虽然长敬也不知道枕月舍到底有多少位舍老,但眼前这一位绝对是长敬人生中遇到的第一位,而且好像还与爷爷是旧友。仔细一回想爷爷的话,长敬才突然发现,原来虞老还带了人来。

视线往角落一扫,长敬方才看到,原来就是一开始与爷爷在药铺内谈天谈地正开心的那位。

但此时,这人不说话站在一边儿,竟与先前的模样完全不同,安静沉默地仿佛隐匿了一切属于他的气息,令人自然而言地忽略了他,特意观察之下才可能发觉还有一号人物静静聆听了所有的对话。

“这位便是我在温江城枕月舍的掌柜,我唤他薛二。”

“长敬,叫薛掌柜。”爷爷在虞老介绍过此人后,还郑重地吩咐长敬施礼,长敬怎能不明白这人对爷爷的重要性。

“薛掌柜好,我名李长敬,多谢您这些年照顾爷爷了。”

“小生无需多礼,薛二当是如此。”

爷爷听到长敬话,欣慰地点了点头,长敬心中更有了底,果然是于爷爷有恩的人,否则也不会让爷爷如此敬重。

只是薛掌柜此人,显然是虞老的得力手下,而且定是身怀绝技,单看他与爷爷交谈时的风趣自如,刚刚的静默无息以及现在沉稳如斯的状态即可见其底蕴之深,不可轻视。

“老李头,你就这般忘恩负义,我也可没少接济你,怎的没见你让长敬给我施礼?忒的偏心咯。”旁边的虞老看到这一幕露出不满的样子,但话语间却毫无责备的意思,实与爷爷极为熟稔。

“你多少年才来看我一次?好意思说嘞,这么多年可都是人家薛二明里暗里地帮我,你早不知道在帝都的哪个销金窟里快活哦。”爷爷显然对虞老的脾性十分熟悉,分毫不让地拌起嘴来,活像两个老顽童。

“好你个没良心的,我今日可是专程来给你送储梦枕的,你还这般数落我。”

“你阴阳怪气啥,娘里娘气的,就一破储梦枕,老子我年轻的时候枕一个,抱一个,脚下还垫一个呢!”

“那你这是不要了?高阶储梦枕哦?”

“要要要,虞老,我替爷爷收了,大恩不言谢,要啥药咱这药铺管够!”长敬见这两个老顽童大有斗嘴到天黑的迹象,赶紧出来打圆场,一手抱住薛掌柜放在药柜子上的大木盒。仔细看,还能看到这木盒朴实的纹路和右下角精雕的小字“枕月舍”。

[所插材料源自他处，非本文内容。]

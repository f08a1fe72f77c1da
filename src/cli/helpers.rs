//! Shared helper functions for CLI commands
//!
//! Store resolution, record lookup, the show/add/update/delete flow every
//! entity command shares, and text formatting.

use std::collections::HashSet;

use clap::ValueEnum;
use console::style;
use dialoguer::Input;
use miette::{IntoDiagnostic, Result};
use serde::Serialize;

use crate::cli::{GlobalOpts, OutputFormat};
use crate::core::{
    Config, EntityController, Record, SaveOutcome, Store, Workspace, WorkspaceError,
};

/// Resolved store plus output preferences for one command run
pub struct Context {
    pub store: Store,
    pub format: OutputFormat,
}

/// Locate the database, make sure its schema exists, and pick the
/// output format
pub fn open_context(global: &GlobalOpts) -> Result<Context> {
    let workspace = Workspace::discover().ok();
    let config = Config::load(workspace.as_ref());

    let path = match config.database_path(workspace.as_ref(), global.db.as_deref()) {
        Some(path) => path,
        None => {
            let searched_from = std::env::current_dir().unwrap_or_default();
            return Err(WorkspaceError::NotFound { searched_from }.into());
        }
    };

    let store = Store::new(path);
    store.ensure_schema()?;
    tracing::debug!(path = %store.path().display(), "store ready");

    Ok(Context {
        store,
        format: resolve_format(global.format, &config),
    })
}

/// `auto` defers to the configured default format, if any
pub fn resolve_format(requested: OutputFormat, config: &Config) -> OutputFormat {
    if requested != OutputFormat::Auto {
        return requested;
    }
    config
        .default_format
        .as_deref()
        .and_then(|name| OutputFormat::from_str(name, true).ok())
        .unwrap_or(OutputFormat::Auto)
}

/// Select record `id` in the controller or fail with a readable error
pub fn select_existing<R: Record>(controller: &mut EntityController<R>, id: i64) -> Result<()> {
    if controller.select(id) {
        Ok(())
    } else {
        Err(miette::miette!(
            help = format!("run `stockroom {} list` to see existing ids", command_for::<R>()),
            "No {} with id {}",
            R::LABEL,
            id
        ))
    }
}

/// Ids currently in the controller's snapshot
pub fn snapshot_ids<R: Record>(controller: &EntityController<R>) -> HashSet<i64> {
    controller.snapshot().rows().iter().map(|r| r.id()).collect()
}

/// The record that appeared since `before` was taken
///
/// Inserts do not report the generated id; it is discovered by comparing
/// the refreshed snapshot with the previous one.
pub fn newly_added<'a, R: Record>(controller: &'a EntityController<R>, before: &HashSet<i64>) -> Option<&'a R> {
    controller
        .snapshot()
        .rows()
        .iter()
        .filter(|r| !before.contains(&r.id()))
        .max_by_key(|r| r.id())
}

/// A record kind the shared show command can print
pub trait Tabular: Record + Serialize {
    /// Plain field values for the one-line `tsv`/`csv`/`md` show output
    fn plain_fields(&self) -> Vec<String>;
}

/// `--reverse`, `--limit` and `--count` for list commands
#[derive(clap::Args, Debug, Default)]
pub struct WindowArgs {
    /// Reverse sort order
    #[arg(long, short = 'r')]
    pub reverse: bool,

    /// Limit number of results
    #[arg(long, short = 'n')]
    pub limit: Option<usize>,

    /// Show only count
    #[arg(long)]
    pub count: bool,
}

impl WindowArgs {
    /// Reverse, then truncate to the limit
    pub fn apply<T>(&self, rows: &mut Vec<T>) {
        if self.reverse {
            rows.reverse();
        }
        if let Some(limit) = self.limit {
            rows.truncate(limit);
        }
    }
}

/// `show ID` for any record kind
pub fn show_record<R: Tabular>(global: &GlobalOpts, id: i64) -> Result<()> {
    let ctx = open_context(global)?;
    let mut controller = EntityController::<R>::open(&ctx.store)?;
    select_existing(&mut controller, id)?;

    let Some(record) = controller.selected() else {
        return Ok(());
    };

    match ctx.format {
        OutputFormat::Json => {
            let json = serde_json::to_string_pretty(record).into_diagnostic()?;
            println!("{}", json);
        }
        OutputFormat::Id => println!("{}", record.id()),
        OutputFormat::Tsv | OutputFormat::Csv | OutputFormat::Md => {
            println!("{}", record.plain_fields().join("\t"));
        }
        OutputFormat::Yaml | OutputFormat::Auto => {
            let yaml = serde_yml::to_string(record).into_diagnostic()?;
            print!("{}", yaml);
        }
    }

    Ok(())
}

/// Insert a new record from `input` and report its id
pub fn add_record<R: Record>(global: &GlobalOpts, input: &R::Input) -> Result<()> {
    let ctx = open_context(global)?;
    let mut controller = EntityController::<R>::open(&ctx.store)?;

    let before = snapshot_ids(&controller);
    controller.new_entry();
    controller.save(input)?;

    match newly_added(&controller, &before) {
        Some(record) => println!(
            "{} Added {} {} {}",
            style("✓").green(),
            R::LABEL,
            style(record.id()).cyan(),
            style(record.name()).yellow()
        ),
        None => println!("{} Added {}", style("✓").green(), R::LABEL),
    }

    Ok(())
}

/// Use `value` when given, otherwise ask for it on the terminal
pub fn prompt_if_missing(prompt: &str, value: Option<String>) -> Result<String> {
    match value {
        Some(value) => Ok(value),
        None => Input::<String>::new()
            .with_prompt(prompt)
            .allow_empty(true)
            .interact_text()
            .into_diagnostic(),
    }
}

/// Load record `id` into its form, let `edit` change it, then save
pub fn update_record<R: Record>(
    global: &GlobalOpts,
    id: i64,
    edit: impl FnOnce(&mut R::Input),
) -> Result<()> {
    let ctx = open_context(global)?;
    let mut controller = EntityController::<R>::open(&ctx.store)?;
    select_existing(&mut controller, id)?;

    let Some(mut input) = controller.details() else {
        return Ok(());
    };
    edit(&mut input);

    let outcome = controller.save(&input)?;
    report_update::<R>(outcome)
}

/// Print the result of an update, failing when the row disappeared
pub fn report_update<R: Record>(outcome: SaveOutcome) -> Result<()> {
    match outcome {
        SaveOutcome::Updated(id) => {
            println!("{} Updated {} {}", style("✓").green(), R::LABEL, style(id).cyan());
            Ok(())
        }
        SaveOutcome::Vanished(id) => Err(miette::miette!(
            help = format!("run `stockroom {} list` to see existing ids", command_for::<R>()),
            "{} {} was deleted before the update was saved",
            R::LABEL,
            id
        )),
        SaveOutcome::Inserted => Ok(()),
    }
}

/// `delete ID` for any record kind
pub fn delete_record<R: Record>(global: &GlobalOpts, id: i64) -> Result<()> {
    let ctx = open_context(global)?;
    let mut controller = EntityController::<R>::open(&ctx.store)?;
    select_existing(&mut controller, id)?;

    let name = controller
        .selected()
        .map(|r| r.name().to_string())
        .unwrap_or_default();
    let id = controller.delete_selected()?;

    println!(
        "{} Deleted {} {} {}",
        style("✓").green(),
        R::LABEL,
        style(id).cyan(),
        style(name).yellow()
    );

    Ok(())
}

fn command_for<R: Record>() -> &'static str {
    match R::LABEL {
        "supplier" => "sup",
        other => other,
    }
}

/// Truncate a string to max_len characters, adding "..." if truncated
pub fn truncate_str(s: &str, max_len: usize) -> String {
    if s.chars().count() <= max_len {
        s.to_string()
    } else {
        let kept: String = s.chars().take(max_len.saturating_sub(3)).collect();
        format!("{}...", kept)
    }
}

/// Escape a string for CSV output
///
/// Handles commas, quotes, and newlines according to RFC 4180.
pub fn escape_csv(s: &str) -> String {
    if s.contains(',') || s.contains('"') || s.contains('\n') {
        format!("\"{}\"", s.replace('"', "\"\""))
    } else {
        s.to_string()
    }
}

这是长敬第一次亲手接触储梦枕,还是昂贵的高阶良品,虽然还未看到它的品貌,但一想到爷爷可以在晚年拥有一块上等储梦枕温养本源精气,也许爷爷这颗星便可以亮的更久一些,长敬的眼神中不自觉地就流露出了知足。

长敬并未看到,此时的薛掌柜早已隐身告退,身旁的爷爷未发一语,只笑着、叹着、摇着头,一摇三晃地往堂屋里走去。而虞老则是收起了手中的白扇,若有所思的看着长敬,那神色像极了一只老狐狸。

一月后,温江城东街。

长敬如往常一般,神色坦荡,脚步轻盈地闲逛着,想着今日是给爷爷买点猪颈肉炙烤着吃爽爽口,还是买点猪骨炖汤喝养养筋骨,不知觉的,脸上总是漾着和煦的笑意,似春风似暖阳,令东街上的姑娘偶见了,都忍不住回头看一眼。